**Exercise details**
Once the line containing "of the driver." is found in the records below, return it and each following line exactly, up to and including the line containing "attribute-based direction policy", and nothing else.

BEGIN Input for this task

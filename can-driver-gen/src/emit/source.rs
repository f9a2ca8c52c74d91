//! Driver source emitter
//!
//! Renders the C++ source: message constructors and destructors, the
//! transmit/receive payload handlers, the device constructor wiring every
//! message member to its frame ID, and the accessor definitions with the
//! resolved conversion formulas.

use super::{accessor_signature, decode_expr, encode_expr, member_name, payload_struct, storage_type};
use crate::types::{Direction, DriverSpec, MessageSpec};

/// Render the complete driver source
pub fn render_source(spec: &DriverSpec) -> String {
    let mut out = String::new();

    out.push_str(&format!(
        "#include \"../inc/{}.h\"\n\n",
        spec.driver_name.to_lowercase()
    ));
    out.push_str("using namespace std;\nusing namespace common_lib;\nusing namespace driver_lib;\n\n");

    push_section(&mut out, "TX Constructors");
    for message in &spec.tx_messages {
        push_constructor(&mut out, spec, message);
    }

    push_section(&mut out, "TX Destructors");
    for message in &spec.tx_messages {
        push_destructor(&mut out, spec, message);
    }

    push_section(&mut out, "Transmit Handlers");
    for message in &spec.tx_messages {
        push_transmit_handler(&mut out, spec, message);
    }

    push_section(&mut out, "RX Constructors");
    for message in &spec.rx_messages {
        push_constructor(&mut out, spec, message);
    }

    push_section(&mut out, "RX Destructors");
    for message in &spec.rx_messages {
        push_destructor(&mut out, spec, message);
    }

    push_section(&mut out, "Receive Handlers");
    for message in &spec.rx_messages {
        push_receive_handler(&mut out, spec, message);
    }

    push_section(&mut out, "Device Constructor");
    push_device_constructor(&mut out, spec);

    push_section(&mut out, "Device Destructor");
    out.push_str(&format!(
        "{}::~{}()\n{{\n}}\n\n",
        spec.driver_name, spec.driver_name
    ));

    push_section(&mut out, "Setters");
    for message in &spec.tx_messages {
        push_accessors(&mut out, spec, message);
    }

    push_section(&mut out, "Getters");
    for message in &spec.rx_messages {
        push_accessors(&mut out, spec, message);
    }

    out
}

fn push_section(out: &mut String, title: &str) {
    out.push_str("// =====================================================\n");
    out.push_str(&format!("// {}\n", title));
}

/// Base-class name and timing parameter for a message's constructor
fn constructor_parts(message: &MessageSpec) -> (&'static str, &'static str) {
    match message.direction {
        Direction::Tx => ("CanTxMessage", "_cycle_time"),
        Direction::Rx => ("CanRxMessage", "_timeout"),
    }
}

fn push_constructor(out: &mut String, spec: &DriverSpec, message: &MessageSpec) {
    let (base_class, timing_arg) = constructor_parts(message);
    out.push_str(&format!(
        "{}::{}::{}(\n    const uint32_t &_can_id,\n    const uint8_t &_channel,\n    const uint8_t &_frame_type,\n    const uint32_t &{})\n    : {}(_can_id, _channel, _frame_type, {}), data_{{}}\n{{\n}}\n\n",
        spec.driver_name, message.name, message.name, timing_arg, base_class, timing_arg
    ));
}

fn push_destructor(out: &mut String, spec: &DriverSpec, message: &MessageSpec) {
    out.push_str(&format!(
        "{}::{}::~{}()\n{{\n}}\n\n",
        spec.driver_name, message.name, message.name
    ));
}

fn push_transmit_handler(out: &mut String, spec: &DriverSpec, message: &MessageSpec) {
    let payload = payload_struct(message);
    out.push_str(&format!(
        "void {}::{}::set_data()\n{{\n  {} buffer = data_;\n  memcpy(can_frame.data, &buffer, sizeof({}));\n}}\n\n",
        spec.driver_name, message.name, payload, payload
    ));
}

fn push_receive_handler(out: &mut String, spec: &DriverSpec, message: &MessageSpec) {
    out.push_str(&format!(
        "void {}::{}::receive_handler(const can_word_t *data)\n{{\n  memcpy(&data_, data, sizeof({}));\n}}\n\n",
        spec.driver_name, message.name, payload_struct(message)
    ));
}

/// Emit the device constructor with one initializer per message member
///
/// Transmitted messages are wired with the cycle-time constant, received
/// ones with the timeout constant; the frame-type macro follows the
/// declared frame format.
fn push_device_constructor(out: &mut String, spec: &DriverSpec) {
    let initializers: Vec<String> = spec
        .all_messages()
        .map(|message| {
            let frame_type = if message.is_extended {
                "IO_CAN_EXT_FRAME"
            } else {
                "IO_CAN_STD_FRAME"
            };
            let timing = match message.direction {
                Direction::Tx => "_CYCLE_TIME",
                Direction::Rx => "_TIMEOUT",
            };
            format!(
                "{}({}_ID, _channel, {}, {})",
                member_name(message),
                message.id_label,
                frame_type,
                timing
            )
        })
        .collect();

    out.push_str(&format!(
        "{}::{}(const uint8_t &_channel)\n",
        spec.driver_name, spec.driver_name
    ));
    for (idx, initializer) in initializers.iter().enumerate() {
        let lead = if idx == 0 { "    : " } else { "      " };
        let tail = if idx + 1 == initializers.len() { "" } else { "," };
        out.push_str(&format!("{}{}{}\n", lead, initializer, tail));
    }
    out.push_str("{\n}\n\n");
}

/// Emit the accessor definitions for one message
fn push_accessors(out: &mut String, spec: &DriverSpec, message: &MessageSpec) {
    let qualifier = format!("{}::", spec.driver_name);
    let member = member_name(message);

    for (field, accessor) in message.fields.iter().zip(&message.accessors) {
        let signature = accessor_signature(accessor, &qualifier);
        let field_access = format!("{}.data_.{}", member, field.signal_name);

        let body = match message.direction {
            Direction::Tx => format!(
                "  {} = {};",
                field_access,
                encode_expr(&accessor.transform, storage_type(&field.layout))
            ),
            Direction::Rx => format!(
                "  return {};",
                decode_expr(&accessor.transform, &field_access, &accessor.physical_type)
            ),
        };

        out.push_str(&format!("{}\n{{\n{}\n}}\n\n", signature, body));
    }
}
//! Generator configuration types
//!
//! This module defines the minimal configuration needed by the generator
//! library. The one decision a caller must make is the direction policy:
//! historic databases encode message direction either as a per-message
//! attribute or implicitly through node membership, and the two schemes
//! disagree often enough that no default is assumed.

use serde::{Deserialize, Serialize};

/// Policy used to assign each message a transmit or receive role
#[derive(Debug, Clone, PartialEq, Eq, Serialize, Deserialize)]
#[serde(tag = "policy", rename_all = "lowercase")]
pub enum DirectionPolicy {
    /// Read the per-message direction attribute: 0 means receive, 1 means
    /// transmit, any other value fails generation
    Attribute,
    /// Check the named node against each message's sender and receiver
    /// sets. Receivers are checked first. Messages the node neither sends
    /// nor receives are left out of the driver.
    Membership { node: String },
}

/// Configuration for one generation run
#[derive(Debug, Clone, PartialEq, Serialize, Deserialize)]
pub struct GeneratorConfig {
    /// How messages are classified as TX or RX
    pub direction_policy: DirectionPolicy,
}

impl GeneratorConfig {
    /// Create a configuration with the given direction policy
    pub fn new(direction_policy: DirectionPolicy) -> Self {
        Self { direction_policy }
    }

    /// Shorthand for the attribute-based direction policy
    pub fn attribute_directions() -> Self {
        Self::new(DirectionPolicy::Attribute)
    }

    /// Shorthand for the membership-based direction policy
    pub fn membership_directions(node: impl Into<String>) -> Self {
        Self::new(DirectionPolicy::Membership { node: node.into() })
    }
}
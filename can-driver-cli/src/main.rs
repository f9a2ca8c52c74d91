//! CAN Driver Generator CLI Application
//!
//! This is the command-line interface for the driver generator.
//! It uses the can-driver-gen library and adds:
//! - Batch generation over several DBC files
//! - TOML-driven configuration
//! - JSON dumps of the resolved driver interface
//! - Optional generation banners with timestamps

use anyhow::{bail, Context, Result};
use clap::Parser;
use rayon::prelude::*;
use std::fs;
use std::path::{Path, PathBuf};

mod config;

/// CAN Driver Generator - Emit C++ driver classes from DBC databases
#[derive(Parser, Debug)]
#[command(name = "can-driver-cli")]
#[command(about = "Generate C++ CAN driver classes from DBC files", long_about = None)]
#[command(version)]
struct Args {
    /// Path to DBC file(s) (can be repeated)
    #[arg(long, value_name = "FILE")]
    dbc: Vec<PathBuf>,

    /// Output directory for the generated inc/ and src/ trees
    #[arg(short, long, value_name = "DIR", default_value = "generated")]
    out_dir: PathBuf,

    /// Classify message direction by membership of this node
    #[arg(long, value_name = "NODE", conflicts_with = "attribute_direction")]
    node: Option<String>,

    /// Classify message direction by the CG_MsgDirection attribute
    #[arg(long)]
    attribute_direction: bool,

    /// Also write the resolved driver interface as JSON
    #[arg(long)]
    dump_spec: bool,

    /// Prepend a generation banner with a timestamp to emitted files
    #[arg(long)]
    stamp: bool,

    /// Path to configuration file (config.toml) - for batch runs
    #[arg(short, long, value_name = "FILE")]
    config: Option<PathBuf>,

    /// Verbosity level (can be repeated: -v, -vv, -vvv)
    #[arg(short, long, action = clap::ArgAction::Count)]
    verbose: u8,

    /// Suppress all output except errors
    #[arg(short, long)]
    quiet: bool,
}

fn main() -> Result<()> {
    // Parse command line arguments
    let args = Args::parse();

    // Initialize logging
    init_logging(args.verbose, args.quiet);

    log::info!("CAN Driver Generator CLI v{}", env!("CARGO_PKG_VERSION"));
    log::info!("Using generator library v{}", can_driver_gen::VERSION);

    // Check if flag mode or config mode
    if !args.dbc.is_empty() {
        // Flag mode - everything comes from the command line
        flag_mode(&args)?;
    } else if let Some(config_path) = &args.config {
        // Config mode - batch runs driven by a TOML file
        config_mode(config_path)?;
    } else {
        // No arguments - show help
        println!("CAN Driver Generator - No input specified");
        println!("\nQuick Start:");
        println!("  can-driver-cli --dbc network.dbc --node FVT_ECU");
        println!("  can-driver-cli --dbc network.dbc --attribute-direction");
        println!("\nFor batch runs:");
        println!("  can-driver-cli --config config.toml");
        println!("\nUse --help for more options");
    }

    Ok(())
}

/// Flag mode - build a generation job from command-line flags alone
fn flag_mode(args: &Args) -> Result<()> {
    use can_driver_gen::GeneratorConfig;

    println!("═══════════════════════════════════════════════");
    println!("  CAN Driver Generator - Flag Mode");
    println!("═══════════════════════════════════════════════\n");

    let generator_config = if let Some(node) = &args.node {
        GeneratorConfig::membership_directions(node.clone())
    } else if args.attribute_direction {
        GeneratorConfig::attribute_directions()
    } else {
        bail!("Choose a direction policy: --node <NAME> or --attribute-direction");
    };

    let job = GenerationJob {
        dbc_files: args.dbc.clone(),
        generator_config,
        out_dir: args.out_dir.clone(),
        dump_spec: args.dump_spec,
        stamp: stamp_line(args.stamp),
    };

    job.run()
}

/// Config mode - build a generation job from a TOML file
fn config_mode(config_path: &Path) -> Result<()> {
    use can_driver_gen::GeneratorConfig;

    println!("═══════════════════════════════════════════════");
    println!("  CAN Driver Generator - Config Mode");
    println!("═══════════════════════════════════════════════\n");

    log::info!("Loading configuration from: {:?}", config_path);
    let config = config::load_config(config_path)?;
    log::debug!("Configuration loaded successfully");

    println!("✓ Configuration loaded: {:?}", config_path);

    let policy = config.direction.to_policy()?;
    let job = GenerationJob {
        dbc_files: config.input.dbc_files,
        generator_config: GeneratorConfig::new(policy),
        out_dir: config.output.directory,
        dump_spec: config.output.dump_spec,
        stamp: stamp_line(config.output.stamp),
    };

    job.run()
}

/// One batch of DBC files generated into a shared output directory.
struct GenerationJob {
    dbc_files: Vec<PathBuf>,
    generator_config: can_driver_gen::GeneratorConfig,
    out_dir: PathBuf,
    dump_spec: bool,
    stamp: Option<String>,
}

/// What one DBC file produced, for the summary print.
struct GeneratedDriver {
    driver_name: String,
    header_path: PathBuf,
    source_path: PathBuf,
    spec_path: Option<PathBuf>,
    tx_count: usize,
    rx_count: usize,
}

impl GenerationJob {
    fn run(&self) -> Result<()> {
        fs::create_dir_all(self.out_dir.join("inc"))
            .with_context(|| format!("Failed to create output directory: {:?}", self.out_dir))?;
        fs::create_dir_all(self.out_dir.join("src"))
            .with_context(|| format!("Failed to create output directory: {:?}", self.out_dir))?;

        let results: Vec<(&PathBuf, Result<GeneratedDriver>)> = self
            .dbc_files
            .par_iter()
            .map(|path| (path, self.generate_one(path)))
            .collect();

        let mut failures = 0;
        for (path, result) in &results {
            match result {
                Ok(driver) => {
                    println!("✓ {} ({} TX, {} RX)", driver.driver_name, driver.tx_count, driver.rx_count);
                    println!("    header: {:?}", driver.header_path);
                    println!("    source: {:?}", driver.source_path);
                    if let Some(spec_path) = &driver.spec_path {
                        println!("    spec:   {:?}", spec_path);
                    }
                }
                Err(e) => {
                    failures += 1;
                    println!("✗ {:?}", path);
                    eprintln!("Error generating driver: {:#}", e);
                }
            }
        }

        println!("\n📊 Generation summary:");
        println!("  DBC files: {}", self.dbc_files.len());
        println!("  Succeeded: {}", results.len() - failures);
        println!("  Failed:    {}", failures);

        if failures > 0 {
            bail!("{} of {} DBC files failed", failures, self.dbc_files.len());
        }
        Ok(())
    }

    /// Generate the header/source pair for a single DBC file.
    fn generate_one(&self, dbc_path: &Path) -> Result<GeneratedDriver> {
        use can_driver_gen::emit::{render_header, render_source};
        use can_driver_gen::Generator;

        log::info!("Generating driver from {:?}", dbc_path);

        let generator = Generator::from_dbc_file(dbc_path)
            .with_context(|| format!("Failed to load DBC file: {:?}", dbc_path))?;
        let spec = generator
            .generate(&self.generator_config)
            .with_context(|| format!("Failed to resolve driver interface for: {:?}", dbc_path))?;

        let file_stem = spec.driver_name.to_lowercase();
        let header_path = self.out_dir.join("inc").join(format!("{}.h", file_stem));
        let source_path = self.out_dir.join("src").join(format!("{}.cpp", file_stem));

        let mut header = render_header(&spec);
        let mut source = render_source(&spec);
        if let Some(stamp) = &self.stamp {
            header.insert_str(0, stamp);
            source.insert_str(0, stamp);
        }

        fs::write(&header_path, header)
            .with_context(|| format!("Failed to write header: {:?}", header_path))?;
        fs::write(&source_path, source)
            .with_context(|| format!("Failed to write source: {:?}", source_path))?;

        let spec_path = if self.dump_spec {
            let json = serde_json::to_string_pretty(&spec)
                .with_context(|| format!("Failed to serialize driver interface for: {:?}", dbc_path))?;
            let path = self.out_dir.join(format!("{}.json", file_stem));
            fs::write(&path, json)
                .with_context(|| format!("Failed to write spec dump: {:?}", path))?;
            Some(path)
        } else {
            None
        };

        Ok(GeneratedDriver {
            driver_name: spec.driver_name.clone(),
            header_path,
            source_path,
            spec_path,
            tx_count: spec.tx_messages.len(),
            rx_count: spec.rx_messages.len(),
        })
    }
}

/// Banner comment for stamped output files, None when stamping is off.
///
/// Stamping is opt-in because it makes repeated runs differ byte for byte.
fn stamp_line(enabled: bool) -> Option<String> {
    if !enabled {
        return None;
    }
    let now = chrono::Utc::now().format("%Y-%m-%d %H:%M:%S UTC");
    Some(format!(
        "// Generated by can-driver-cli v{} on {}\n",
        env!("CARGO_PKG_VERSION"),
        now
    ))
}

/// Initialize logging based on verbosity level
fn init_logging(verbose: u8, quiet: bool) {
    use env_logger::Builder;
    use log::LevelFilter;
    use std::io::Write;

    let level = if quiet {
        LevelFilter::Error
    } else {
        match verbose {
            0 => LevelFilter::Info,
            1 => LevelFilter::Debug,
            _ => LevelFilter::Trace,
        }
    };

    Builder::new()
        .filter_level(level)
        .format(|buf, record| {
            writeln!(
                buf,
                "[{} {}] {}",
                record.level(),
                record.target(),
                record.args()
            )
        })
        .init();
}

END Input for this task

**Answer section**
    /// nor receives are left out of the driver.
    Membership { node: String },
}

/// Configuration for one generation run
#[derive(Debug, Clone, PartialEq, Serialize, Deserialize)]
pub struct GeneratorConfig {
    /// How messages are classified as TX or RX
    pub direction_policy: DirectionPolicy,
}

impl GeneratorConfig {
    /// Create a configuration with the given direction policy
    pub fn new(direction_policy: DirectionPolicy) -> Self {
        Self { direction_policy }
    }

    /// Shorthand for the attribute-based direction policy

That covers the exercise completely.